Инженер-капитан не способен был отвлекаться от сиюминутных забот. Завтра, через неделю – эти временные категории представлялись ему гарантией благополучия. Но сегодня, особенно сейчас несло ощущение беды. Хорошо, если все обойдется. На улучшение погоды рассчитывать вряд ли стоит. Скорее всего, задует сильнее. Катера у них хлипкие. Попробуй выбраться из бурлящего залива! Да еще с полной боевой выкладкой… Потерять людей, не начав операцию! Весело… Но, с другой стороны, за задержку с кого спросят? Скажут, приказ был, срок определен точный. Почему не выполнили? Это же не учение – война!

В палатку вошел Махоткин.
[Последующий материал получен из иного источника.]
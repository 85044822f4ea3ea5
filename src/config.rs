//! Service configuration.
//!
//! Tunables live in a TOML file (see `iow_report.toml` at the repository
//! root); API credentials come from the environment, optionally seeded from
//! a `.env` file. Every section has defaults matching the production
//! reports, so an empty file is a valid configuration.

use std::path::Path;
use std::time::Duration;

use chrono::FixedOffset;
use serde::Deserialize;

use crate::analysis::dispatch::MAX_LOOKBACK_HOURS;
use crate::model::ReportError;

#[derive(Debug, Clone, Default, Deserialize, PartialEq)]
#[serde(default)]
pub struct ServiceConfig {
    pub api: ApiConfig,
    pub retry: RetryConfig,
    pub engine: EngineConfig,
}

#[derive(Debug, Clone, Deserialize, PartialEq)]
#[serde(default)]
pub struct ApiConfig {
    /// Base URL of the versioned API, without the trailing `/api`.
    pub base_url: String,
    pub token_url: String,
    /// Per-request timeout.
    pub timeout_secs: u64,
    /// Local time zone of the monitored region, as minutes east of UTC.
    /// Calendar-day grouping and day splitting use this offset.
    pub utc_offset_minutes: i32,
}

impl Default for ApiConfig {
    fn default() -> Self {
        Self {
            base_url: "https://iapi.wra.gov.tw/v3".to_string(),
            token_url: "https://iapi.wra.gov.tw/v3/oauth2/token".to_string(),
            timeout_secs: 5,
            utc_offset_minutes: 480,
        }
    }
}

#[derive(Debug, Clone, Deserialize, PartialEq)]
#[serde(default)]
pub struct RetryConfig {
    /// Total attempts per request, including the first.
    pub max_retries: u32,
    /// Flat delay between attempts.
    pub delay_ms: u64,
}

impl Default for RetryConfig {
    fn default() -> Self {
        Self {
            max_retries: 5,
            delay_ms: 4000,
        }
    }
}

#[derive(Debug, Clone, Deserialize, PartialEq)]
#[serde(default)]
pub struct EngineConfig {
    pub pump_gap_tolerance_minutes: u32,
    pub flood_gap_tolerance_minutes: u32,
    pub expected_samples_per_day: u32,
    /// Pump intervals at or below this volume (m³) are discarded.
    pub min_volume_threshold: f64,
    pub flow_rate_m3_per_sec: f64,
    pub dispatch_lookback_hours: u32,
}

impl Default for EngineConfig {
    fn default() -> Self {
        Self {
            pump_gap_tolerance_minutes: 10,
            flood_gap_tolerance_minutes: 8,
            expected_samples_per_day: 24,
            min_volume_threshold: 3.0,
            flow_rate_m3_per_sec: 0.3,
            dispatch_lookback_hours: 12,
        }
    }
}

impl ServiceConfig {
    /// Reads and validates a TOML configuration file.
    pub fn load(path: &Path) -> Result<Self, ReportError> {
        let text = std::fs::read_to_string(path)?;
        Self::from_toml(&text)
    }

    pub fn from_toml(text: &str) -> Result<Self, ReportError> {
        let config: ServiceConfig = toml::from_str(text)
            .map_err(|e| ReportError::Config(format!("invalid TOML: {}", e)))?;
        config.validate()?;
        Ok(config)
    }

    pub fn validate(&self) -> Result<(), ReportError> {
        if self.retry.max_retries == 0 {
            return Err(ReportError::Config("retry.max_retries must be at least 1".to_string()));
        }
        if self.engine.expected_samples_per_day == 0 {
            return Err(ReportError::Config(
                "engine.expected_samples_per_day must be at least 1".to_string(),
            ));
        }
        if !self.engine.flow_rate_m3_per_sec.is_finite() || self.engine.flow_rate_m3_per_sec <= 0.0 {
            return Err(ReportError::Config(
                "engine.flow_rate_m3_per_sec must be a positive number".to_string(),
            ));
        }
        if !self.engine.min_volume_threshold.is_finite() {
            return Err(ReportError::Config(
                "engine.min_volume_threshold must be finite".to_string(),
            ));
        }
        if !(1..=MAX_LOOKBACK_HOURS).contains(&self.engine.dispatch_lookback_hours) {
            return Err(ReportError::Config(format!(
                "engine.dispatch_lookback_hours must be between 1 and {}",
                MAX_LOOKBACK_HOURS
            )));
        }
        self.local_offset()?;
        Ok(())
    }

    pub fn local_offset(&self) -> Result<FixedOffset, ReportError> {
        FixedOffset::east_opt(self.api.utc_offset_minutes * 60).ok_or_else(|| {
            ReportError::Config(format!(
                "api.utc_offset_minutes out of range: {}",
                self.api.utc_offset_minutes
            ))
        })
    }

    pub fn request_timeout(&self) -> Duration {
        Duration::from_secs(self.api.timeout_secs)
    }

    pub fn retry_delay(&self) -> Duration {
        Duration::from_millis(self.retry.delay_ms)
    }
}

// ---------------------------------------------------------------------------
// Credentials
// ---------------------------------------------------------------------------

/// Client-credentials grant parameters for the token endpoint.
#[derive(Clone, PartialEq)]
pub struct Credentials {
    pub grant_type: String,
    pub client_id: String,
    pub client_secret: String,
}

impl std::fmt::Debug for Credentials {
    fn fmt(&self, f: &mut std::fmt::Formatter<'_>) -> std::fmt::Result {
        f.debug_struct("Credentials")
            .field("grant_type", &self.grant_type)
            .field("client_id", &self.client_id)
            .field("client_secret", &"***")
            .finish()
    }
}

impl Credentials {
    pub fn new(client_id: impl Into<String>, client_secret: impl Into<String>) -> Self {
        Self {
            grant_type: "client_credentials".to_string(),
            client_id: client_id.into(),
            client_secret: client_secret.into(),
        }
    }

    /// Reads `API_CLIENT_ID`, `API_CLIENT_SECRET` and the optional
    /// `API_GRANT_TYPE` from the environment, loading `.env` first if present.
    pub fn from_env() -> Result<Self, ReportError> {
        dotenv::dotenv().ok();
        let var = |name: &str| {
            std::env::var(name)
                .map_err(|_| ReportError::Config(format!("{} must be set", name)))
        };
        let mut credentials = Self::new(var("API_CLIENT_ID")?, var("API_CLIENT_SECRET")?);
        if let Ok(grant_type) = std::env::var("API_GRANT_TYPE") {
            credentials.grant_type = grant_type;
        }
        Ok(credentials)
    }
}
Вода стекала с плащ-накидки ручьями. Подойдя к командиру, старшина доложил, что оборудование лагеря сдано прибывшей команде.

– Штормового предупреждения не получали? – спросил Толоконников.

– Пока нет, товарищ инженер-капитан.

– Что значит – пока? – нахмурился Толоконников. – Не могли узнать поточнее?

– На метеостанцию я звонил, – обидчиво возразил Махоткин. – Сомневаются синоптики. Циклон подходит, но то ли его к северу стянет, то ли аккурат нас накроет…

– Запросите еще!

Махоткин ушел.

– Надо бы подождать, – подал голос прислушивавшийся к разговору Свят.

– Как подождать? – набычился Толоконников. – А приказ?

– Там, наверху, не дураки сидят. Доложим, объясним. Против стихии не пойдешь.

– Давно ли вы осторожности научились, товарищ капитан? – язвительно заметил Толоконников.

– Надо исходить из реальных условий, – вмешался Червинский. – Раз шторм…

Инженер-капитан взглянул на ученого исподлобья:

– Попросил бы вас, профессор, не вмешиваться!

Возможно, если бы ему не воспротивились, Толоконников и сам согласился повременить. В конце концов, наверстать упущенное можно потом, на переходе. Но поскольку все были против, отступить, как считал новоявленный командир, он уже не имеет права. Дух противоречия пересиливал голос разума. Предположение, что его смогут заподозрить в трусости или в том, что он идет на поводу, толкало к сопротивлению. Нет, он не боялся рисковать и верил в свою счастливую звезду.

«Авось пронесет, – подумал со злостью, глядя Святу в лицо, и повторил про себя его любимую присказку: – Бог не выдаст, свинья не съест!»

Толоконников шумно поднялся. Резко нахлобучил каску.

– Ну вот что, товарищи, – сказал он голосом, в котором зазвенел металл, – осталось тридцать минут. Прошу к бойцам. Посадку начнем точно по плану. С первым катером пойду сам!


Из письма Калинника майору Бегичеву.

Август 1969 г.

…В последнем письме, дружище, ты просил рассказать о выходе отряда в море. Понимаю почему: в твоих записках недостает нескольких связующих звеньев. Но, надеюсь, ты не собираешься историю посадки на суда во время шторма излагать как героический акт? Демонстрация мужества и выучки личного состава, смелость и самоотверженность людей – все это красиво только со стороны…

Один из катеров в момент отплытия притерло волной к борту «Зари» (был у нас такой сторожевик). Еще минута, и суденышко бы сплющило, а люди оказались в воде… Выручил нас тогда Никита Калабашкин. Помнишь, был в эшелоне такой здоровенный парняга, былинный Добрыня, с круглым добродушным лицом и пудовыми кулачищами. Его семья сгинула в оккупации, и нерастраченную нежность к погибшим братьям и сестрам он перенес на своего друга – сержанта Клима Однокозова, под началом которого служил.

Так вот, схватил Никита бухту каната, представляешь, целую бухту, перекинул ее за борт и самортизировал удар. Борт катера остался цел, только смяло чуть-чуть. Но Калабашкина при этом могло раздавить как скорлупу. Я перепугался, ругаю его, а Никита в оправдание: «Да вы сами такой, товарищ замполит. Чего уж! Не погибать же зазря, коли один может всех ребят собой заслонить?»